REVIEW: The Wedding Present live at Rescue Rooms, Nottingham – 14/11/12

RYAN Maguire went along to review The Wedding Present at The Rescue Rooms in Nottingham.

DAVID Gedge scowls at his audience before a smirk creeps across his face and he announces: “We’re the semi-legendary, The Wedding Present.”

This near-sold-out crowd are in no mood to disagree.

The band have made regular trips to Nottingham as part of a chronological trawl through their back catalogue, playing a different album in its entirety with each visit.

By now, they’ve reached album number three and tonight is a real treat as 1991’s mercurial Seamonsters is a masterpiece.

The group warm up with some newer material and more obscure fare before launching into the showpiece event. They open with a ferocious version of Dalliance delivered with vitriol by Gedge.

The audience are in raptures immediately.
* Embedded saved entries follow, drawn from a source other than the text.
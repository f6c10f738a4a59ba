//! Static font-metric tables for the base-14 Helvetica faces.
//!
//! Character widths are in em units (relative to font size), taken from the Adobe
//! AFM files. Kerning is ignored, so measured lines run slightly wide; greedy
//! wrapping errs towards an earlier break, never an overflow.
//! Tables cover ASCII 0x20..=0x7E (95 printable characters).
//! Index = (char as usize) - 32.

use crate::layout::geometry::FontWeight;
use crate::layout::measure::TextMeasure;
use crate::text::sanitize::BULLET;

/// Static character-width table for one font face.
///
/// `widths[i]` = width of ASCII character `(i + 32)`, covering 0x20 (space) through 0x7E (~).
///
/// Width array slot layout:
/// ```text
/// [0]=sp  [1]=!   [2]="   [3]=#   [4]=$   [5]=%   [6]=&   [7]='
/// [8]=(   [9]=)   [10]=*  [11]=+  [12]=,  [13]=-  [14]=.  [15]=/
/// [16..25]=0-9
/// [26]=:  [27]=;  [28]=<  [29]==  [30]=>  [31]=?  [32]=@
/// [33..58]=A-Z
/// [59]=[  [60]=\  [61]=]  [62]=^  [63]=_  [64]=`
/// [65..90]=a-z
/// [91]={  [92]=|  [93]=}  [94]=~
/// ```
pub struct FontMetricTable {
    pub name: &'static str,
    widths: [f32; 95],
    /// Fallback width for Latin-1 and Latin Extended characters (codepoints > 0x7E).
    pub average_char_width: f32,
    pub bullet_width: f32,
}

impl FontMetricTable {
    /// Measures the rendered width of a string in em units.
    pub fn measure_str(&self, s: &str) -> f32 {
        s.chars()
            .map(|c| {
                let code = c as usize;
                if (32..=126).contains(&code) {
                    self.widths[code - 32]
                } else if c == BULLET {
                    self.bullet_width
                } else {
                    self.average_char_width
                }
            })
            .sum()
    }
}

// ────────────────────────────────────────────────────────────────────────────
// Static width tables  (95 ASCII printable characters each)
// ────────────────────────────────────────────────────────────────────────────

static HELVETICA: FontMetricTable = FontMetricTable {
    name: "Helvetica",
    #[rustfmt::skip]
    widths: [
        // sp     !      "      #      $      %      &      '      (      )      *      +      ,      -      .      /
        0.278, 0.278, 0.355, 0.556, 0.556, 0.889, 0.667, 0.191, 0.333, 0.333, 0.389, 0.584, 0.278, 0.333, 0.278, 0.278,
        // 0      1      2      3      4      5      6      7      8      9
        0.556, 0.556, 0.556, 0.556, 0.556, 0.556, 0.556, 0.556, 0.556, 0.556,
        // :      ;      <      =      >      ?      @
        0.278, 0.278, 0.584, 0.584, 0.584, 0.556, 1.015,
        // A      B      C      D      E      F      G      H      I      J      K      L      M
        0.667, 0.667, 0.722, 0.722, 0.667, 0.611, 0.778, 0.722, 0.278, 0.500, 0.667, 0.556, 0.833,
        // N      O      P      Q      R      S      T      U      V      W      X      Y      Z
        0.722, 0.778, 0.667, 0.778, 0.722, 0.667, 0.611, 0.722, 0.667, 0.944, 0.667, 0.667, 0.611,
        // [      \      ]      ^      _      `
        0.278, 0.278, 0.278, 0.469, 0.556, 0.333,
        // a      b      c      d      e      f      g      h      i      j      k      l      m
        0.556, 0.556, 0.500, 0.556, 0.556, 0.278, 0.556, 0.556, 0.222, 0.222, 0.500, 0.222, 0.833,
        // n      o      p      q      r      s      t      u      v      w      x      y      z
        0.556, 0.556, 0.556, 0.556, 0.333, 0.500, 0.278, 0.556, 0.500, 0.722, 0.500, 0.500, 0.500,
        // {      |      }      ~
        0.334, 0.260, 0.334, 0.584,
    ],
    average_char_width: 0.556,
    bullet_width: 0.350,
};

static HELVETICA_BOLD: FontMetricTable = FontMetricTable {
    name: "Helvetica-Bold",
    #[rustfmt::skip]
    widths: [
        // sp     !      "      #      $      %      &      '      (      )      *      +      ,      -      .      /
        0.278, 0.333, 0.474, 0.556, 0.556, 0.889, 0.722, 0.238, 0.333, 0.333, 0.389, 0.584, 0.278, 0.333, 0.278, 0.278,
        // 0      1      2      3      4      5      6      7      8      9
        0.556, 0.556, 0.556, 0.556, 0.556, 0.556, 0.556, 0.556, 0.556, 0.556,
        // :      ;      <      =      >      ?      @
        0.333, 0.333, 0.584, 0.584, 0.584, 0.611, 0.975,
        // A      B      C      D      E      F      G      H      I      J      K      L      M
        0.722, 0.722, 0.722, 0.722, 0.667, 0.611, 0.778, 0.722, 0.278, 0.556, 0.722, 0.611, 0.833,
        // N      O      P      Q      R      S      T      U      V      W      X      Y      Z
        0.722, 0.778, 0.667, 0.778, 0.722, 0.667, 0.611, 0.722, 0.667, 0.944, 0.667, 0.667, 0.611,
        // [      \      ]      ^      _      `
        0.333, 0.278, 0.333, 0.584, 0.556, 0.333,
        // a      b      c      d      e      f      g      h      i      j      k      l      m
        0.556, 0.611, 0.556, 0.611, 0.556, 0.333, 0.611, 0.611, 0.278, 0.278, 0.556, 0.278, 0.889,
        // n      o      p      q      r      s      t      u      v      w      x      y      z
        0.611, 0.611, 0.611, 0.611, 0.389, 0.556, 0.333, 0.611, 0.556, 0.778, 0.556, 0.556, 0.500,
        // {      |      }      ~
        0.389, 0.280, 0.389, 0.584,
    ],
    average_char_width: 0.611,
    bullet_width: 0.350,
};

/// Returns the static metric table for a given weight.
pub fn get_metrics(weight: FontWeight) -> &'static FontMetricTable {
    match weight {
        FontWeight::Regular => &HELVETICA,
        FontWeight::Bold => &HELVETICA_BOLD,
    }
}

/// Measures text as a PDF backend using the built-in Helvetica faces would draw it.
#[derive(Debug, Clone, Copy, Default)]
pub struct HelveticaMeasure;

impl TextMeasure for HelveticaMeasure {
    fn measure(&self, text: &str, font_size: f32, weight: FontWeight) -> f32 {
        get_metrics(weight).measure_str(text) * font_size
    }
}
Later, the excitement of raging feedback being interrupted by the opening riff of fan favourite Corduroy inspires a middle-aged moshpit of beer-bellied revellers.

Frontman Gedge is the only remaining member of the original line-up and his wonderfully tuneless vocals and guttural delivery are a highlight of the band’s live shows. With his voice buried deep in the mix on any studio recordings it is a treat to hear his angry bellowed tones rasping loudly over the guitars.

The band tear through the album with conviction, injecting fresh vigour into these two-decade-old songs, culminating in a pulsating version of Octopussy.

There are no gimmicks here and the group are a world apart from the stylised, attention-seeking posers that frequently come to this city masquerading as musicians.

The haircut kids might have learned a thing or two about substance over style were they in attendance but Gedge appears to be playing to the same audience as in the band’s late 80s/early 90s heyday.

That adds to the appeal. The singer’s intimate, bitter lyrics are perfectly suited to a band whose fans still feel an element of possession over them. Many have turned up tonight sporting their fading t-shirts of 1989 album Bizarro.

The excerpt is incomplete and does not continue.